You subcontract work to others or run a small agency and want to understand which expenses you can deduct and what the net rules are.

The most important thing to know

You don't pay Zakat per project. You pay once a year on accumulated savings.

This single fact resolves most of the confusion around freelance Zakat.

The wrong approach: paying Zakat with every client payment

A lot of freelancers assume that because they receive irregular payments throughout the year, they should calculate Zakat each time one arrives. This leads to massive overpayment and doesn't reflect what Islamic scholarship actually says. Individual payments don't trigger Zakat. They're just money entering your wealth.

The correct approach: one annual calculation on total savings

You choose one annual Zakat date on the Islamic calendar. On that date each year, you total everything in your accounts (every platform, every balance), deduct legitimate business expenses, compare to nisab, and if you've been above nisab for a full lunar year, pay 2.5% on the total. That's it. Monthly income variations are completely irrelevant.

Annual, not per-project

Receiving a $5,000 client payment today doesn't trigger Zakat. It sits in your wealth until your annual Zakat date.

Net, not gross

Platform fees, software costs, equipment. Legitimate expenses come off before you calculate.

All platforms combined

PayPal, Stripe, Upwork, your bank. Everything goes into one total on your Zakat date.

Quick reference

Freelance Zakat at a glance

The full picture in one table.

QuestionAnswer
When do I pay?Once per year on your chosen Zakat date
What do I calculate on?Total accumulated savings on your Zakat date
Gross or net?Net after legitimate business expenses
Does irregular income complicate things?No. Monthly patterns are irrelevant
Are platform balances included?Yes.

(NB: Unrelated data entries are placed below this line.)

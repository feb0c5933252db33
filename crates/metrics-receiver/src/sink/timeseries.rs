// SPDX-License-Identifier: Apache-2.0 OR MIT
// Copyright (c) 2025-2026 naskel.com

//! Time-series sink.
//!
//! Points are written one at a time in group order. The first failing
//! point aborts the call; points already written stay written.

use crate::config::{OutputConfig, TimeSeriesOutput};
use crate::error::{BackendError, PipelineError};
use crate::point::{Point, PointGroup};
use parking_lot::Mutex;
use std::future::Future;
use tracing::debug;

/// Client able to write single points to a time-series store.
pub trait TimeSeriesClient: Send + Sync {
    fn write_point(&self, point: &Point) -> impl Future<Output = Result<(), BackendError>> + Send;
}

/// Time-series output bound to its client.
pub struct TimeSeriesSink<C> {
    output: TimeSeriesOutput,
    client: C,
}

impl<C: TimeSeriesClient> TimeSeriesSink<C> {
    pub fn new(output: TimeSeriesOutput, client: C) -> Self {
        Self { output, client }
    }

    pub fn output(&self) -> &TimeSeriesOutput {
        &self.output
    }

    /// Write every point of every group. Returns the number written.
    pub async fn write(&self, groups: &[PointGroup]) -> Result<usize, PipelineError> {
        let mut written = 0;
        for group in groups {
            for point in &group.points {
                self.client
                    .write_point(point)
                    .await
                    .map_err(|e| PipelineError::sink(self.output.name(), e))?;
                written += 1;
            }
            debug!(
                "{}: wrote {} points for '{}'",
                self.output.name(),
                group.points.len(),
                group.measurement
            );
        }
        Ok(written)
    }
}

/// Recording client with failure injection, for tests.
#[derive(Debug, Default)]
pub struct MockTimeSeriesClient {
    written: Mutex<Vec<Point>>,
    fail_after: Mutex<Option<usize>>,
}

impl MockTimeSeriesClient {
    pub fn new() -> Self {
        Self::default()
    }

    /// Accept `count` more points, then fail every write.
    pub fn fail_after(&self, count: usize) {
        *self.fail_after.lock() = Some(self.written.lock().len() + count);
    }

    pub fn written(&self) -> Vec<Point> {
        self.written.lock().clone()
    }
}

impl TimeSeriesClient for MockTimeSeriesClient {
    async fn write_point(&self, point: &Point) -> Result<(), BackendError> {
        let limit = *self.fail_after.lock();
        let mut written = self.written.lock();
        if limit.is_some_and(|limit| written.len() >= limit) {
            return Err(BackendError::Status {
                status: 500,
                body: "mock write failure".into(),
            });
        }
        written.push(point.clone());
        Ok(())
    }
}

impl<C: TimeSeriesClient> TimeSeriesClient for std::sync::Arc<C> {
    fn write_point(&self, point: &Point) -> impl Future<Output = Result<(), BackendError>> + Send {
        (**self).write_point(point)
    }
}

#[cfg(test)]
mod tests {
    use super::*;
    use crate::error::ErrorKind;
    use crate::point::{FieldValue, Fields, Tags};
    use chrono::DateTime;
    use std::sync::Arc;

    fn groups() -> Vec<PointGroup> {
        let point = |m: &str, v: i64| {
            let mut fields = Fields::new();
            fields.insert("v".into(), FieldValue::Integer(v));
            Point::new(m, Tags::new(), fields, DateTime::from_timestamp_nanos(v))
        };
        vec![
            PointGroup {
                measurement: "a".into(),
                points: vec![point("a", 1), point("a", 2)],
            },
            PointGroup {
                measurement: "b".into(),
                points: vec![point("b", 3)],
            },
        ]
    }

    #[tokio::test]
    async fn test_writes_in_order() {
        let client = Arc::new(MockTimeSeriesClient::new());
        let sink = TimeSeriesSink::new(TimeSeriesOutput::new("ts", "http://x", "db"), client.clone());

        assert_eq!(sink.write(&groups()).await.unwrap(), 3);
        let measurements: Vec<String> = client
            .written()
            .iter()
            .map(|p| p.measurement().to_string())
            .collect();
        assert_eq!(measurements, vec!["a", "a", "b"]);
    }

    #[tokio::test]
    async fn test_first_failure_aborts() {
        let client = Arc::new(MockTimeSeriesClient::new());
        client.fail_after(1);
        let sink = TimeSeriesSink::new(TimeSeriesOutput::new("ts", "http://x", "db"), client.clone());

        let err = sink.write(&groups()).await.unwrap_err();
        assert_eq!(err.kind(), ErrorKind::SinkWrite);
        assert!(err.to_string().contains("ts"));
        assert_eq!(client.written().len(), 1);
    }
}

PayPal, Stripe, Upwork, Fiverr, all of them
Are unpaid invoices included?Reliable ones yes (majority view). Disputed ones no.
Is there a separate calculation for freelancing vs salary?No. Everything combined into one total
Do platform fees count as expenses?Yes. They reduce your zakatable income
What rate applies?2.5% of total net zakatable wealth
What is the nisab threshold?Approximately $5,000 in gold equivalent (see live widget)

What you can deduct

Business expenses reduce your zakatable income

You calculate Zakat on net earnings, not gross revenue. Here's what counts as a legitimate deduction.

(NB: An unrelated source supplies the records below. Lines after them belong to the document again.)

// SPDX-License-Identifier: Apache-2.0 OR MIT
// Copyright (c) 2025-2026 naskel.com

#![no_main]

use chrono::DateTime;
use libfuzzer_sys::fuzz_target;
use metrics_receiver::line_protocol::{encode_point, LineProtocolParser};

fuzz_target!(|data: &[u8]| {
    let Ok(input) = std::str::from_utf8(data) else {
        return;
    };
    let parser = LineProtocolParser::new();
    let now = DateTime::from_timestamp_nanos(0);

    // Neither parsing nor encoding may panic.
    if let Ok(points) = parser.parse(input, now) {
        for point in &points {
            assert!(!point.measurement().is_empty());
            let _ = encode_point(point);
        }
    }
});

The principle is straightforward: Zakat is on wealth you actually possess. Revenue that went straight to business costs never became your wealth. So you deduct it before calculating.

Platform fees

Upwork 10%, Fiverr 20%, Freelancer fees, Toptal commission

Software tools

Adobe CC, Figma, VS Code extensions, project management tools, accounting software

Equipment

Laptop, monitor, camera, microphone, external drives

Internet and phone

Business portion of broadband and mobile costs

Professional development

Courses, certifications, books, conferences directly related to your work

Subcontractor costs

If you hired other freelancers to complete client work, their fees are deductible

Personal expenses don't count

Rent, groceries, personal phone, entertainment, car payments for personal use. These are how you spend your wealth after earning it. They don't reduce the income that came in. The distinction matters: business expenses reduce what entered your wealth; personal spending reduces what's left of it. Both effects already show up in your bank balance on your Zakat date without needing a separate deduction.

A worked example

You earned $65,000 gross this year. Platform fees came to $6,500. Software and equipment cost $2,800. Net freelancing income: $55,700. You spent $40,000 on personal living expenses throughout the year. On your Zakat date, your accounts show $15,700. That $15,700 is your zakatable wealth from freelancing. You don't deduct the $40,000 again because it's already gone.

Not sure if it counts?

Business expense classifier

Select any expense and instantly find out whether it reduces your zakatable income, and by how much.

Interactive tool

Business Expense Classifier

Select an expense to instantly find out whether it reduces your zakatable income.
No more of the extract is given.